[Stored dataset items]
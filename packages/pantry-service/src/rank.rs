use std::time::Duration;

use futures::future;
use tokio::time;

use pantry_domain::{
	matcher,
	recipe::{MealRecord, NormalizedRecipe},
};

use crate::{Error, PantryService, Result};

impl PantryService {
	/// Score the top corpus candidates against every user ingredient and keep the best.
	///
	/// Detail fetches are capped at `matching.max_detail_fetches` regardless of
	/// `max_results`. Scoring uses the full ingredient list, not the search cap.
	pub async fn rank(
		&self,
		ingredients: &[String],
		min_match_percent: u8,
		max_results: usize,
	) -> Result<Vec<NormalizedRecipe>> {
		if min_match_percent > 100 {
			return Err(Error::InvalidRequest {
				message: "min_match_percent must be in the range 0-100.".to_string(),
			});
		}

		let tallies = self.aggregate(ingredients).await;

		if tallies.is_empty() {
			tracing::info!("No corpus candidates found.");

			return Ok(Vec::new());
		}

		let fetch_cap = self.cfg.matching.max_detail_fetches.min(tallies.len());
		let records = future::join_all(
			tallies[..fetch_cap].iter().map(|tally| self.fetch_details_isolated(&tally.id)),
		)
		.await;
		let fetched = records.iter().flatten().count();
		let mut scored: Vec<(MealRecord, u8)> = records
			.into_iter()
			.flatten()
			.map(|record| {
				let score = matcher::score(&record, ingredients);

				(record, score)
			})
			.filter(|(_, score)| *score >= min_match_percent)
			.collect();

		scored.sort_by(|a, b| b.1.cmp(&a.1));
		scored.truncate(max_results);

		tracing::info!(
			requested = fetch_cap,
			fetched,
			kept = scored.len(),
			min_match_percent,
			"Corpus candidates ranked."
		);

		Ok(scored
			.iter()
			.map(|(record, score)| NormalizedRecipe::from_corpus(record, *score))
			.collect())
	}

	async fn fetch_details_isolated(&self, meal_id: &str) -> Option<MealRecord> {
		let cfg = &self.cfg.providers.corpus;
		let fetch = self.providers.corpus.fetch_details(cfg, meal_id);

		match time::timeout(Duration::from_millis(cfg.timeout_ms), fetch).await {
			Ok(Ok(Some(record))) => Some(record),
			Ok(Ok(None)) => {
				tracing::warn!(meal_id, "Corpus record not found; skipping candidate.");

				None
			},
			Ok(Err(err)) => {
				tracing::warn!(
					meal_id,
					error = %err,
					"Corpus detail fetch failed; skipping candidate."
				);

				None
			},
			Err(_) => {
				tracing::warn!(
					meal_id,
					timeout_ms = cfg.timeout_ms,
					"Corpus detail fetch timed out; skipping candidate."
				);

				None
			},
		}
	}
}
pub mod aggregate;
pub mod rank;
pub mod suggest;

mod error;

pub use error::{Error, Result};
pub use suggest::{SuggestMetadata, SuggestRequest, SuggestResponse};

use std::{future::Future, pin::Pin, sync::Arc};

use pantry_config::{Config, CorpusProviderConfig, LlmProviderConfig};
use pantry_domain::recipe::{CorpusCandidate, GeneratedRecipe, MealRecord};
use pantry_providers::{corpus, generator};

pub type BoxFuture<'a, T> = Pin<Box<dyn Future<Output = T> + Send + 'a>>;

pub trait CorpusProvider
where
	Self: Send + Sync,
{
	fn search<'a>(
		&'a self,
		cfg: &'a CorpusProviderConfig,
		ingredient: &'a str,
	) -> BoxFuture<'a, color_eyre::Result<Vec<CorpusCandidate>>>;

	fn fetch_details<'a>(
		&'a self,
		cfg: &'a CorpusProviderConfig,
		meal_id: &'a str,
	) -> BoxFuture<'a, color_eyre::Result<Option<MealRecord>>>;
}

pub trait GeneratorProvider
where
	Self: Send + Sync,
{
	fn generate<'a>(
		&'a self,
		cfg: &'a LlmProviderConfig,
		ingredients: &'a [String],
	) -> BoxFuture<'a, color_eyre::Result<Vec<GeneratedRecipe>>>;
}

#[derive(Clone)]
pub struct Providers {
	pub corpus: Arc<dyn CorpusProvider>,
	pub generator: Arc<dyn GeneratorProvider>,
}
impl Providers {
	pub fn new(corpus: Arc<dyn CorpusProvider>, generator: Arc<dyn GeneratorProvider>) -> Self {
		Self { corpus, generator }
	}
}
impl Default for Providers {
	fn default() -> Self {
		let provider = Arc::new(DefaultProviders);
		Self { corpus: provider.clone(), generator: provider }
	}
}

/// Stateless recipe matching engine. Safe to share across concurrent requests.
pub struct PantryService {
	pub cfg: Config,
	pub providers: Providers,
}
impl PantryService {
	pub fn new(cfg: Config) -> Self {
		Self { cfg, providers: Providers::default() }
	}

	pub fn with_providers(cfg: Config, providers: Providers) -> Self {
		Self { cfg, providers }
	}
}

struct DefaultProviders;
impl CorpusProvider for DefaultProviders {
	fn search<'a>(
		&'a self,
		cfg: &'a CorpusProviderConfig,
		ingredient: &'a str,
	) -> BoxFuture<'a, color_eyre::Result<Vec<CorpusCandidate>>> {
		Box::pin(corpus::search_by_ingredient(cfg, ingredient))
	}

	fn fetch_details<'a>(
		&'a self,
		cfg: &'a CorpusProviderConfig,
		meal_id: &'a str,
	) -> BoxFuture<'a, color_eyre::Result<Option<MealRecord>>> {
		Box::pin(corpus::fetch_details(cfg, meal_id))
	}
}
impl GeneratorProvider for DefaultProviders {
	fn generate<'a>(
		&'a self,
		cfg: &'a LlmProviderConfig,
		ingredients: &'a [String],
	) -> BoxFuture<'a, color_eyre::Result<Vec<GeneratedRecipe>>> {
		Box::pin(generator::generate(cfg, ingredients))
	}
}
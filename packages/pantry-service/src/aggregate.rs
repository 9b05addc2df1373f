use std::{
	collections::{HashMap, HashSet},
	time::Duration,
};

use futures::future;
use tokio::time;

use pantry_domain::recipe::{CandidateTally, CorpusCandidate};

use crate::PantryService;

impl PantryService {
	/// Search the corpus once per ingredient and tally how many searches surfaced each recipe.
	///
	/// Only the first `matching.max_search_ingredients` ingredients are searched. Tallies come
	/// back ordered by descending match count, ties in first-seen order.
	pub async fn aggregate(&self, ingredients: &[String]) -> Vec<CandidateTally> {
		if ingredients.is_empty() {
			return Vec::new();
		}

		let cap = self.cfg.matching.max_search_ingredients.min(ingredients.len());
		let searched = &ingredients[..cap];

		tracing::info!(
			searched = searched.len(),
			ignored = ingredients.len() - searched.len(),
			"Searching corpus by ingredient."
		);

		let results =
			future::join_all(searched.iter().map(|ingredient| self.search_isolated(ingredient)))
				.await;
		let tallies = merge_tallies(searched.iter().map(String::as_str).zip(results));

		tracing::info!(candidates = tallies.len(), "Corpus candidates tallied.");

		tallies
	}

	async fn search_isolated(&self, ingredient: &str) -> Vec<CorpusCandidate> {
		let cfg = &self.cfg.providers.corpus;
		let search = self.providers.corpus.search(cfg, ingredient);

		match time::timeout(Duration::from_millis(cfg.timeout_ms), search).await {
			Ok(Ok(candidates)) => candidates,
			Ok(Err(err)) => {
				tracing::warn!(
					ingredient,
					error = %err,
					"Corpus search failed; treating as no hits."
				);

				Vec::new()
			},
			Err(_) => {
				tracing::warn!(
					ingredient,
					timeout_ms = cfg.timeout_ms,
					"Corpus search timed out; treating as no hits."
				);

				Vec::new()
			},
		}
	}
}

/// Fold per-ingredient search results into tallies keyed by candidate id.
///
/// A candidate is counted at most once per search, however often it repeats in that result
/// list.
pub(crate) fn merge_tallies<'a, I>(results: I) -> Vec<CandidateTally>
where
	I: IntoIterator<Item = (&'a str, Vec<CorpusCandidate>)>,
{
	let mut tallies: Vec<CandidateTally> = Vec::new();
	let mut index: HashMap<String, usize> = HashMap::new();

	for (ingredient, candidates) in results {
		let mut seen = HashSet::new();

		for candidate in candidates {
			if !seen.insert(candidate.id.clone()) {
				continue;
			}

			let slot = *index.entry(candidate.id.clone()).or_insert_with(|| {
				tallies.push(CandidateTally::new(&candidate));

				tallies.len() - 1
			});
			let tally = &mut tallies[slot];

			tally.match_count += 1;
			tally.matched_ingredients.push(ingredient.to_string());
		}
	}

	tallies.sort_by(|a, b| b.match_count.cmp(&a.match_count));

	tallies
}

▶ _Assignment_
Find each line in the records above that contains "scored", and copy it.

▶ _Response to this exercise_
		let mut scored: Vec<(MealRecord, u8)> = records
		scored.sort_by(|a, b| b.1.cmp(&a.1));
		scored.truncate(max_results);
			kept = scored.len(),
		Ok(scored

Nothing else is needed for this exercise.